» **Task to carry out**
Copy all lines in the material holding the string "config".

» **Source information**
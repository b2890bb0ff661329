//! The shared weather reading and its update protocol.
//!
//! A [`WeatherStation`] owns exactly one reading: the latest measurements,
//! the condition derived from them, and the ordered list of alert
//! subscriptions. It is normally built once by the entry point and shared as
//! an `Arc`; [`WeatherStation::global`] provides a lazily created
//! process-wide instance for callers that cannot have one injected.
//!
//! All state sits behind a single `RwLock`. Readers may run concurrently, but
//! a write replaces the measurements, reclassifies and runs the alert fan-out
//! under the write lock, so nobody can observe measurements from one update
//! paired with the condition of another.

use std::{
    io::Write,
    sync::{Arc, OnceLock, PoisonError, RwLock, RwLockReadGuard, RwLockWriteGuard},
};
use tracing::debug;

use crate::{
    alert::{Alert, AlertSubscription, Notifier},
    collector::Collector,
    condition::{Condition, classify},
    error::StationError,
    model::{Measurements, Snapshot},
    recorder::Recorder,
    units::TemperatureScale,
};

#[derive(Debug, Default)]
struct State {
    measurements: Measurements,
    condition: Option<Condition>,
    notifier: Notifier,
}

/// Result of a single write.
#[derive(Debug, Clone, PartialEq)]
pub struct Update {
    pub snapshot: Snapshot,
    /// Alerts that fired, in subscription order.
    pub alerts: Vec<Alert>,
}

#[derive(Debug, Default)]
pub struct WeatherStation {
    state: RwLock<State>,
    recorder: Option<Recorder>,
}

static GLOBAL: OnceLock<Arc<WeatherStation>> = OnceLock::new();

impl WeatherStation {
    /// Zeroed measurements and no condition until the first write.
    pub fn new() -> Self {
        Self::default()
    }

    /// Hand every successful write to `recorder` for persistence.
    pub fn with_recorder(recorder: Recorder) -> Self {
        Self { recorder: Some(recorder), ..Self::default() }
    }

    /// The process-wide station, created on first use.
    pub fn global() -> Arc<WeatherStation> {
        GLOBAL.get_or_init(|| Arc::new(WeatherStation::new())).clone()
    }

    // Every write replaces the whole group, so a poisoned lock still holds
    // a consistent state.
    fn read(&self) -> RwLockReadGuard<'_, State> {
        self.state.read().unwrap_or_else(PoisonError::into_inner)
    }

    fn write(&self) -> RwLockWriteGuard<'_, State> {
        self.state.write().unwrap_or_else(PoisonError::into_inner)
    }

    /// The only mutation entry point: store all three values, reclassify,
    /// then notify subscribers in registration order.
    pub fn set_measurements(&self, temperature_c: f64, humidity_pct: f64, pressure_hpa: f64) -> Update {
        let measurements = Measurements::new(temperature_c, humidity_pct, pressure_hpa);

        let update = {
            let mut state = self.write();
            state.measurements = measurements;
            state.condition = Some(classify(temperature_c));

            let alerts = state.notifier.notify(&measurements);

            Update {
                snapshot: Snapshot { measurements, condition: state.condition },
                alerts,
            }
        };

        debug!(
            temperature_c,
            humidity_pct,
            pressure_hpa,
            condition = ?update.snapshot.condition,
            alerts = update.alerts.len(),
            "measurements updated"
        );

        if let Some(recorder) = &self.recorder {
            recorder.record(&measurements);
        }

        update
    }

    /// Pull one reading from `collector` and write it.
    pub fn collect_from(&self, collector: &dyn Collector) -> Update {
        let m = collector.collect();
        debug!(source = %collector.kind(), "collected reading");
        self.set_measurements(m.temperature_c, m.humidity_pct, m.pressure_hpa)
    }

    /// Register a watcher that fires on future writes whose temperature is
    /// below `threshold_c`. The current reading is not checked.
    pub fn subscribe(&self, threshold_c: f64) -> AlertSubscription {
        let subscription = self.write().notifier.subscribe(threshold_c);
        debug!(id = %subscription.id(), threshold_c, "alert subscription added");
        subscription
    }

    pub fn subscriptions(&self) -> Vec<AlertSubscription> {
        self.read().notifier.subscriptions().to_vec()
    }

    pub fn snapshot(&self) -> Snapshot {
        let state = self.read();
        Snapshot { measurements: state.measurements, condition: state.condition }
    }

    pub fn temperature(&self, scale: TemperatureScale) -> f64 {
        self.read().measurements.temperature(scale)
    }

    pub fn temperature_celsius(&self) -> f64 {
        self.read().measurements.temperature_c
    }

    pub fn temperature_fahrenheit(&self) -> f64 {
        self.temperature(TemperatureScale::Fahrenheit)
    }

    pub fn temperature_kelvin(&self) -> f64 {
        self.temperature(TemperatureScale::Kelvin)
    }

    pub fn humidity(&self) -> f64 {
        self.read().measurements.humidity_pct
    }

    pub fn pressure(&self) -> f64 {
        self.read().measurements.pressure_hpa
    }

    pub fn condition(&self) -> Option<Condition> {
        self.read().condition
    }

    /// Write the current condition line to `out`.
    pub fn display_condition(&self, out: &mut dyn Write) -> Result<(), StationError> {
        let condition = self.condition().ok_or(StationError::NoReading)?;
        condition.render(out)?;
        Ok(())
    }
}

==

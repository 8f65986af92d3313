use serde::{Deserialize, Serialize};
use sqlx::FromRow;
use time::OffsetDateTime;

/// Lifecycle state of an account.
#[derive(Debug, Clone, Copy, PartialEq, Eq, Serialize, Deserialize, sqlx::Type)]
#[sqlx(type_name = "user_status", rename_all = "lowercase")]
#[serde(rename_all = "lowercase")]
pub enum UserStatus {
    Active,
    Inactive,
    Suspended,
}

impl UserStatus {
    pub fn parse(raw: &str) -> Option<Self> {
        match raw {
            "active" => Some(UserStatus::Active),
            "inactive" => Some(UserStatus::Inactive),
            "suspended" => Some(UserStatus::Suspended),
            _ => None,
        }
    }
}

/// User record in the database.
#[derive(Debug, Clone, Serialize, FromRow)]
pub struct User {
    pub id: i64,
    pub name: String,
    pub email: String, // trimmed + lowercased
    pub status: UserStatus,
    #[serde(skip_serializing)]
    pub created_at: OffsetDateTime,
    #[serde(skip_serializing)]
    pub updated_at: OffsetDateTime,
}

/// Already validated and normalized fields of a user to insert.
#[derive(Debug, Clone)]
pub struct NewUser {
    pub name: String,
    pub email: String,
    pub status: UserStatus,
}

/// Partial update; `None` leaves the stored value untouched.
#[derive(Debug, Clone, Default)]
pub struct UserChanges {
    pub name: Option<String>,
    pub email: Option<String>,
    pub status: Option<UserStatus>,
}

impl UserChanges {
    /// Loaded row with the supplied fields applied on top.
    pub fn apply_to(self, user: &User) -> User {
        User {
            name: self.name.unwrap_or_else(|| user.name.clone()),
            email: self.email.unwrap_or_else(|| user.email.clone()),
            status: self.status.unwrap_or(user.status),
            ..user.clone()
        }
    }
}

==

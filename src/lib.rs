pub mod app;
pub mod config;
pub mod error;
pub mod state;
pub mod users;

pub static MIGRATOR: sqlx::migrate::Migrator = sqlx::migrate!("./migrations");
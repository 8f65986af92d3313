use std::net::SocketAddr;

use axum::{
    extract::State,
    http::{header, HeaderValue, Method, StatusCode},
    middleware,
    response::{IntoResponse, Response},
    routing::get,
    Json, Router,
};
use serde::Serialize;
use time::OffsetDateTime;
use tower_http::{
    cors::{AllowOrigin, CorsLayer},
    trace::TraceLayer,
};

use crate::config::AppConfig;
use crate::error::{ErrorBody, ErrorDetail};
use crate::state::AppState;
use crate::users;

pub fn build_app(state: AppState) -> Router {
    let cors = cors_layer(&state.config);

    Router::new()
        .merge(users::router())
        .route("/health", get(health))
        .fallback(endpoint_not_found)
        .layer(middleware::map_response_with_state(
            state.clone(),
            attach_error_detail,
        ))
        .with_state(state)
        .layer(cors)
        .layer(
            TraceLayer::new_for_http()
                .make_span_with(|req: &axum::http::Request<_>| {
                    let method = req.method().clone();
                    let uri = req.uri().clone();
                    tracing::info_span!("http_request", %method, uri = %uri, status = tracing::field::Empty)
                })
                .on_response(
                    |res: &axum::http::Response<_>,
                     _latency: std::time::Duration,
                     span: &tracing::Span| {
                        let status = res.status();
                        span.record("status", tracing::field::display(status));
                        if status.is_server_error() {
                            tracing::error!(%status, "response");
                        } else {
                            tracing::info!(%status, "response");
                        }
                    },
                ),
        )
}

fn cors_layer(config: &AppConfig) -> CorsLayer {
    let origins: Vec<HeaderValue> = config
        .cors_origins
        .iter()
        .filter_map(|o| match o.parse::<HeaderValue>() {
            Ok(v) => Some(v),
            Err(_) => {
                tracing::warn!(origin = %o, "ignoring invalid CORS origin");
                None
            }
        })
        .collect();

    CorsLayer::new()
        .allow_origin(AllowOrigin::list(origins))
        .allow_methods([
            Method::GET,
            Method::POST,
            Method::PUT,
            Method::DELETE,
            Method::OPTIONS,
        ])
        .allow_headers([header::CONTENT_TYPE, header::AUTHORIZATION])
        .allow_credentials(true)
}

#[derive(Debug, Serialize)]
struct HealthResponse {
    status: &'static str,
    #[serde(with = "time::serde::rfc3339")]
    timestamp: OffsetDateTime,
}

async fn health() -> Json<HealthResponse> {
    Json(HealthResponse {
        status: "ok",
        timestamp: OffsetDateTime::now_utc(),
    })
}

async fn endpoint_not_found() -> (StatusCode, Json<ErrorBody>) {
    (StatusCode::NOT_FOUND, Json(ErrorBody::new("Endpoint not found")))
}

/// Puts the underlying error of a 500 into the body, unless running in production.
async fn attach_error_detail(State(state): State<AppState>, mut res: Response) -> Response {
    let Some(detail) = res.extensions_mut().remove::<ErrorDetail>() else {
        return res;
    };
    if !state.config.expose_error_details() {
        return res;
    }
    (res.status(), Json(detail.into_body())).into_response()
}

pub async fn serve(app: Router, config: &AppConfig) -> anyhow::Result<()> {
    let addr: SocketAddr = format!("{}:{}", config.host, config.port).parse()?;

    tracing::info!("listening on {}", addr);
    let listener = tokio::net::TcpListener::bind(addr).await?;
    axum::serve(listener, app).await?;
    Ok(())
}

» **Answer area**
pub mod config;
use crate::config::AppConfig;
    let cors = cors_layer(&state.config);
fn cors_layer(config: &AppConfig) -> CorsLayer {
    let origins: Vec<HeaderValue> = config
    if !state.config.expose_error_details() {
pub async fn serve(app: Router, config: &AppConfig) -> anyhow::Result<()> {
    let addr: SocketAddr = format!("{}:{}", config.host, config.port).parse()?;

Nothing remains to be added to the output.